Loonen et al. [30]	Data measured using MITI-I protocol	Structural fragment/group contributions	Partial least squares discriminant analysis
Loonen et al. [22]	Data measured using MITI-I protocol	Structural fragment/group contributions	Partial least squares discriminant analysis
Cambon and Devilers [26]	Results of expert opinion survey	Structural features and molecular weight	Neural network
Gamberger et al. [7,8]	BIODEG, expert opinion survey, and MITI-I	Structural features and molecular weight	Inductive machine learning
Klopman [31,32]	BIODEG	Method uses machine learning techniques to determine relevant descriptors mathematically from data on activity and basic chemical structure.	Knowledge-based learning system
Rorije et al. [33] (model specific to anaerobic degradation)	Anaerobic degradation data from Environmental Fate Database EFDB [34]	Used Klopman method [32] to generate fragments important for anaerobic biodegradation.	Used Klopman [32] method

These models are attractive in their relative ease of development given reasonable availability of data and model inputs, but are generally limited to specific chemical classes. Additionally, while statistical measures can be undertaken to reduce the risk of chance correlations, their possibility remains. It has been reported, for example, that the significance of some variables may be difficult to rationalize given known factors that influence biodegradation [15]. The inability to rationalize the significance of some variables may suggest that they are the result of chance correlations.

Expert system/survey models

Human expert systems or survey models are designed to capture the collective wisdom of experts in the field of biodegradation in a process that results in identification of important structural features that stimulate or inhibit biodegradation. The models are constructed by conducting surveys of biodegradation experts regarding biodegradation potential of various chemicals. The survey results are correlated against structural fragments and other chemical properties to identify fragments and properties important for biodegradation.
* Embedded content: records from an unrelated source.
//! Terminal binding layer: owns the injected controller, renders its
//! observable state, and maps typed commands onto controller behaviour.

use std::{
    io::Write,
    sync::{Arc, Mutex, PoisonError},
};

use anyhow::{Context, Result};
use client_core::{
    HttpPredictionClient, PendingRequest, QueryListController, QueryRecord, UpdateOutcome,
};
use futures::future::join_all;
use tokio::{sync::broadcast::error::RecvError, task::JoinHandle};
use tracing::{debug, info};

use crate::{
    commands::{parse_command, ConsoleCommand, HELP},
    events::{render_change, render_event, render_record},
};

pub type Output = Arc<Mutex<dyn Write + Send>>;

#[derive(Debug, Clone, Copy, PartialEq, Eq)]
pub enum Flow {
    Continue,
    Quit,
}

pub struct Console {
    controller: Arc<QueryListController>,
    probe: Option<HttpPredictionClient>,
    out: Output,
    in_flight: Vec<PendingRequest>,
    notices: JoinHandle<()>,
}

fn write_line(out: &Output, line: &str) {
    let mut guard = out.lock().unwrap_or_else(PoisonError::into_inner);
    // A closed terminal is not worth failing a mutation over.
    let _ = writeln!(guard, "{line}");
}

impl Console {
    /// Binds to `controller`: list changes and request failures are written
    /// to `out` as they happen. Must be called inside a tokio runtime.
    pub fn new(
        controller: Arc<QueryListController>,
        probe: Option<HttpPredictionClient>,
        out: Output,
    ) -> Self {
        let change_out = out.clone();
        controller
            .records
            .subscribe(move |change| write_line(&change_out, &render_change(change)));

        let mut events = controller.subscribe_events();
        let event_out = out.clone();
        let notices = tokio::spawn(async move {
            loop {
                match events.recv().await {
                    Ok(event) => {
                        if let Some(notice) = render_event(&event) {
                            write_line(&event_out, &notice);
                        }
                    }
                    Err(RecvError::Lagged(skipped)) => {
                        debug!(skipped, "console fell behind controller events");
                    }
                    Err(RecvError::Closed) => break,
                }
            }
        });

        Self {
            controller,
            probe,
            out,
            in_flight: Vec::new(),
            notices,
        }
    }

    pub async fn handle_line(&mut self, line: &str) -> Result<Flow> {
        if line.trim().is_empty() {
            return Ok(Flow::Continue);
        }
        match parse_command(line) {
            Ok(command) => self.execute(command).await,
            Err(message) => {
                self.say(&message);
                Ok(Flow::Continue)
            }
        }
    }

    pub async fn execute(&mut self, command: ConsoleCommand) -> Result<Flow> {
        self.in_flight.retain(|pending| !pending.is_finished());

        match command {
            ConsoleCommand::New(text) => {
                if let Some(text) = text {
                    self.controller.pending_text.set(Some(text));
                }
                match self.controller.submit_new() {
                    Ok(pending) => self.in_flight.push(pending),
                    Err(err) => self.say(&format!("ALERT: {err}")),
                }
            }
            ConsoleCommand::Edit(row) => {
                if let Some(record) = self.row(row) {
                    record.begin_edit();
                    self.say(&render_record(row, &record));
                }
            }
            ConsoleCommand::Unedit(row) => {
                if let Some(record) = self.row(row) {
                    if record.text.get().is_empty() {
                        self.say("row text is empty; set new text or save to delete");
                    } else {
                        record.end_edit();
                        self.say(&render_record(row, &record));
                    }
                }
            }
            ConsoleCommand::Set { row, text } => {
                if let Some(record) = self.row(row) {
                    record.begin_edit();
                    record.text.set(text);
                    self.say(&render_record(row, &record));
                }
            }
            ConsoleCommand::Save(row) => {
                if let Some(record) = self.row(row) {
                    match self.controller.submit_update(&record) {
                        UpdateOutcome::Submitted(pending) => self.in_flight.push(pending),
                        UpdateOutcome::Deleted(None) => self.say("nothing removed"),
                        UpdateOutcome::Deleted(Some(_)) => {}
                    }
                }
            }
            ConsoleCommand::Delete(row) => {
                if let Some(record) = self.row(row) {
                    if self.controller.delete_record(&record).is_none() {
                        self.say("nothing removed");
                    }
                }
            }
            ConsoleCommand::List => {
                let records = self.controller.records.snapshot();
                if records.is_empty() {
                    self.say("(no rows)");
                }
                for (position, record) in records.iter().enumerate() {
                    self.say(&render_record(position, record));
                }
            }
            ConsoleCommand::Export => {
                let json = serde_json::to_string_pretty(&self.controller.snapshot())
                    .context("failed to encode rows")?;
                self.say(&json);
            }
            ConsoleCommand::Ping => match &self.probe {
                Some(probe) => match probe.ping().await {
                    Ok(()) => self.say(&format!("service at {} is up", probe.predict_url())),
                    Err(err) => self.say(&format!("ping failed: {err}")),
                },
                None => self.say("no service configured for ping"),
            },
            ConsoleCommand::Help => self.say(HELP),
            ConsoleCommand::Quit => return Ok(Flow::Quit),
        }
        Ok(Flow::Continue)
    }

    /// Waits for every outstanding request, then detaches from the controller.
    pub async fn shutdown(mut self) {
        let pending = std::mem::take(&mut self.in_flight);
        if !pending.is_empty() {
            info!(count = pending.len(), "waiting for outstanding prediction requests");
        }
        let outcomes = join_all(pending.into_iter().map(PendingRequest::wait)).await;
        let failed = outcomes.iter().filter(|outcome| outcome.is_err()).count();
        debug!(failed, "outstanding requests settled");
        // Let the notice task flush anything the final completions produced.
        tokio::task::yield_now().await;
        self.notices.abort();
    }

    fn row(&self, row: usize) -> Option<Arc<QueryRecord>> {
        let record = self.controller.records.get(row);
        if record.is_none() {
            self.say(&format!("no row #{}", row + 1));
        }
        record
    }

    fn say(&self, line: &str) {
        write_line(&self.out, line);
    }
}

#[cfg(test)]
#[path = "tests/console_tests.rs"]
mod tests;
These correlations may be done using regression or other mathematical tools and so expert system models commonly also fit under other classifications, however the exclusive use of expert opinion information is a feature of the models unique enough to justify individual classification. The collection of expert opinions may lead to the potential identification of structural elements or other factors influencing biodegradability that may not be obvious to any individual expert. On the other hand, it has also been reported that the divergence of opinions of surveyed experts may indicate that biodegradation rates and pathways are not always obvious [17] and therefore warrant careful analysis and consideration prior to application.

Machine learning based models

Machine learning techniques include neural networks and inductive learning and utilize computers to process available data against chemical structural features and properties to elucidate important features and properties relevant for biodegradation. Neural network techniques were noted some time ago as a promising tool for summarizing biodegradability data [24] and have been described as attractive for developing robust models due to their ability to account for a variety of interacting factors that influence a chemical’s biodegradability [25]. These models follow a similar logic to the expert system/survey models in that they seek to identify subtleties that are not initially obvious, but utilize computer and mathematical analysis to more rigorously identify the important structural features and properties. These techniques are attractive for modeling complex processes like biodegradation due to their dynamic nature and ability to modify their behavior in response to their environment, store experimental knowledge, and make that knowledge available for modeling [26]. Another advantage of using machine learning techniques is their ability to point out the importance of specific descriptors and relations among descriptors that are likely to stimulate further investigations into the specific mechanisms of biodegradation [8]. Similarly, understanding structural features discovered through machine learning analysis may be additionally helpful in designing chemicals with a higher propensity for degradability by including substituents that promote degradability and removing substituents that inhibit degradability [27]. Examples of published machine learning modeling efforts are presented in Table 2.

Application of model batteries

In addition to the discrete use of individual models, it has been suggested in the past that a number of models can be used successively to evaluate confidence in the results. It is logical that if multiple models are run for the same chemical and produce conflicting results, then those results are potentially questionable. At a minimum, the user is faced with a decision about which one, among the conflicting models, is more accurate given comparably appropriate models (e.g. no class specificity or other issues with either model training set).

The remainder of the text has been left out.